Look through the data below. Show each line where the string "ConfigError" occurs.

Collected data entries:
======

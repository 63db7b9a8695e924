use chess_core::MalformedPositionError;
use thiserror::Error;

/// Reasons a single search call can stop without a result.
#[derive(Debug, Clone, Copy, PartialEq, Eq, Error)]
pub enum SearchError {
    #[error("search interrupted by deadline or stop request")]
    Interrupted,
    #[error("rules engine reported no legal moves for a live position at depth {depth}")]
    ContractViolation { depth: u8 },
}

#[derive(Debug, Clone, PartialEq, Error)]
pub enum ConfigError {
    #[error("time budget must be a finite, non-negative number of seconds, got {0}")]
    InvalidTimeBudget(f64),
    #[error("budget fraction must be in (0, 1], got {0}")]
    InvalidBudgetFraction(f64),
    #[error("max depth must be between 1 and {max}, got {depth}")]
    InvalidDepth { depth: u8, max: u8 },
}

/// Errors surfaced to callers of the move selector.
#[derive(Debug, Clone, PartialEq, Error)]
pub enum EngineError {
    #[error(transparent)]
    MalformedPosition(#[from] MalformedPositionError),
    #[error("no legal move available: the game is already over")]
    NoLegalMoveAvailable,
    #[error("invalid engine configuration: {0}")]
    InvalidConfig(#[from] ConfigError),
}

======

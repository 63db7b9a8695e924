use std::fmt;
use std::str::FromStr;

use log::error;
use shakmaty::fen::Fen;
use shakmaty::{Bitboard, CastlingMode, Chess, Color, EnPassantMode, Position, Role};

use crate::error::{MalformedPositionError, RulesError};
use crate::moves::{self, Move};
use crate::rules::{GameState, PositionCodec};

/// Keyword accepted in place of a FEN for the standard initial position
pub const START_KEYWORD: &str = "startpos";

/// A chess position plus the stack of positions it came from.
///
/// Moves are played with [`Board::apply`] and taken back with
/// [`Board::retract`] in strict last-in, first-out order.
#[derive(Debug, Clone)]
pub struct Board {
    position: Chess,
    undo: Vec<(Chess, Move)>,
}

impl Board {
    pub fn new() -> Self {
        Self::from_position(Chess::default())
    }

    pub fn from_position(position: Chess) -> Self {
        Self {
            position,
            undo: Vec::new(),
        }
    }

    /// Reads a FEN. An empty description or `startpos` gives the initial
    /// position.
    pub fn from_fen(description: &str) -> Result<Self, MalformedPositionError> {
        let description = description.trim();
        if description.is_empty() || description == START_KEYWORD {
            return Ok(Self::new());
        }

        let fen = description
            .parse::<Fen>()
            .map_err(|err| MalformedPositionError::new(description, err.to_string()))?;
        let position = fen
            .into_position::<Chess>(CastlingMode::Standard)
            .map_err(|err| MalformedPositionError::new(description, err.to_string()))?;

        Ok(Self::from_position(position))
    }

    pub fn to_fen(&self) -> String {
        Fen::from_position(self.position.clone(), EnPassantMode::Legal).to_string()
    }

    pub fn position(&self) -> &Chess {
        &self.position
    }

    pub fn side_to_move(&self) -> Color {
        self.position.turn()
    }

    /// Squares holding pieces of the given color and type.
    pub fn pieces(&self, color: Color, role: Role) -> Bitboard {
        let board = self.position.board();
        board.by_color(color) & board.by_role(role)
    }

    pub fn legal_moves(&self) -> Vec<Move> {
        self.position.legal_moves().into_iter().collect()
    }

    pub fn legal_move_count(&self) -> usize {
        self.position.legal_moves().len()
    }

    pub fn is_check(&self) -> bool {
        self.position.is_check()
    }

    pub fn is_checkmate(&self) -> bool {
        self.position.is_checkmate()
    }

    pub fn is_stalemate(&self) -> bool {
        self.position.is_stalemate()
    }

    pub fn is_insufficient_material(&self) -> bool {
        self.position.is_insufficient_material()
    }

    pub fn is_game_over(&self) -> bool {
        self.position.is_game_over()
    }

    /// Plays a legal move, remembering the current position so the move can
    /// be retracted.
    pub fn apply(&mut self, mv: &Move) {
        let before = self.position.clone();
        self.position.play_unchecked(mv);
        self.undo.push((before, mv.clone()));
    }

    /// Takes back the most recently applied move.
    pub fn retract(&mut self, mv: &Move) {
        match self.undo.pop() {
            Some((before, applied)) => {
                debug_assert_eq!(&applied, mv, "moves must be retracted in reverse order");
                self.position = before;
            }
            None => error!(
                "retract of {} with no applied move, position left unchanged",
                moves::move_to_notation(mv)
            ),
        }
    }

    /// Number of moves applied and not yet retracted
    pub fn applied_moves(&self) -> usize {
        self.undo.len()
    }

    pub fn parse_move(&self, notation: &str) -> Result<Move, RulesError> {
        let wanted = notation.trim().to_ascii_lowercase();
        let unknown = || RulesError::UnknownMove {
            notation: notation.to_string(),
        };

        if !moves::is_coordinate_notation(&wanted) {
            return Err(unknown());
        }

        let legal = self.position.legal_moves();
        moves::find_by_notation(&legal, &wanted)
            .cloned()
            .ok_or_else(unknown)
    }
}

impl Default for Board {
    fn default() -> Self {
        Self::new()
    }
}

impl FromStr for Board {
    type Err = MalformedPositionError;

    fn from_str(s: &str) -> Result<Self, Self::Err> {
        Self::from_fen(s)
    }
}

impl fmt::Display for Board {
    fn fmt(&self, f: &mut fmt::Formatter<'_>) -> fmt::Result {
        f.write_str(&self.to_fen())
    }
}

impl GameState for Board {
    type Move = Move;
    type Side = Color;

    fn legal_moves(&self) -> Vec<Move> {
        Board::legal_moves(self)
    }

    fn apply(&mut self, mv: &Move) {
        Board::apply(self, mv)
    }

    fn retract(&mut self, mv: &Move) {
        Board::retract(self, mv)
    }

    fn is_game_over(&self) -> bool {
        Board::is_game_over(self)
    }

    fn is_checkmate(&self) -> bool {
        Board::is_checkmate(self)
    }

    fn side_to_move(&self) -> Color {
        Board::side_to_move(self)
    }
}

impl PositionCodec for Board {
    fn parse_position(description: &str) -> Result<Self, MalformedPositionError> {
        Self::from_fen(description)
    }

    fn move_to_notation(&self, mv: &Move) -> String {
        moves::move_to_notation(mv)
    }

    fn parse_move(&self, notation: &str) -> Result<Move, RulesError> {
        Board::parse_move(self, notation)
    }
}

======

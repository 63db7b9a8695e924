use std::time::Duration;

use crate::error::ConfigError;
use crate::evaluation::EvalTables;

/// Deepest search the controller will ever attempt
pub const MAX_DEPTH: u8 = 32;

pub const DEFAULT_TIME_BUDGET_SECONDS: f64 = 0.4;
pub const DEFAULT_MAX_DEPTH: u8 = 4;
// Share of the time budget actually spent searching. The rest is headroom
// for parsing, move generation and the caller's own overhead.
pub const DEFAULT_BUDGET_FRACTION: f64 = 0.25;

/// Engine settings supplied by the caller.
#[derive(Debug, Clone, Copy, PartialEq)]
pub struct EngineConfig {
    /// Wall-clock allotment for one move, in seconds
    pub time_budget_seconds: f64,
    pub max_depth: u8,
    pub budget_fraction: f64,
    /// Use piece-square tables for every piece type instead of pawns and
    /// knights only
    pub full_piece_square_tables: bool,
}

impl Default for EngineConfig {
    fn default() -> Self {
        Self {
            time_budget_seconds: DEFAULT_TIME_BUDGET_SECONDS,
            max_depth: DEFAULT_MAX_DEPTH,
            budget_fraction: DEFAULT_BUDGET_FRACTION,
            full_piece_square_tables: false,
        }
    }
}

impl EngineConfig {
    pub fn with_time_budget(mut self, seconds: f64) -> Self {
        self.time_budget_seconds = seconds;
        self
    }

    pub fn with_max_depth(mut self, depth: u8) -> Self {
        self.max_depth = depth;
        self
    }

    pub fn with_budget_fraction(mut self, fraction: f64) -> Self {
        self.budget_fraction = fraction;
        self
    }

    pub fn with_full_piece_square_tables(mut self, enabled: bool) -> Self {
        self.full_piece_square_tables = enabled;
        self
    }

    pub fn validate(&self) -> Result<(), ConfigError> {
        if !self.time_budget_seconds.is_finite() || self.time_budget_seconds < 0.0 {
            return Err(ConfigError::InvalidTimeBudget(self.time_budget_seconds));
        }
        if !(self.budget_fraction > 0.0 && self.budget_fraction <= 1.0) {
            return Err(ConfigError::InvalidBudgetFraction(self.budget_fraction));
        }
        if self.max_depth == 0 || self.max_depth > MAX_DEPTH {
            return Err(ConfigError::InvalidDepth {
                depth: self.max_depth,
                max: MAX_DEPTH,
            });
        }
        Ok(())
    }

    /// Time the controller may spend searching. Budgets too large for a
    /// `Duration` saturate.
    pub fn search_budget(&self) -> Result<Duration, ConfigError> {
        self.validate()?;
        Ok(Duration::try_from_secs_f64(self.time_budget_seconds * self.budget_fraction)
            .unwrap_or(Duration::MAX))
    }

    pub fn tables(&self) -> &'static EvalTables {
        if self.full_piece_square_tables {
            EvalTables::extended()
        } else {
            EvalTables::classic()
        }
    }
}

======

- OUTPUT BELOW -
pub enum ConfigError {
    InvalidConfig(#[from] ConfigError),
use crate::error::ConfigError;
    pub fn validate(&self) -> Result<(), ConfigError> {
            return Err(ConfigError::InvalidTimeBudget(self.time_budget_seconds));
            return Err(ConfigError::InvalidBudgetFraction(self.budget_fraction));
            return Err(ConfigError::InvalidDepth {
    pub fn search_budget(&self) -> Result<Duration, ConfigError> {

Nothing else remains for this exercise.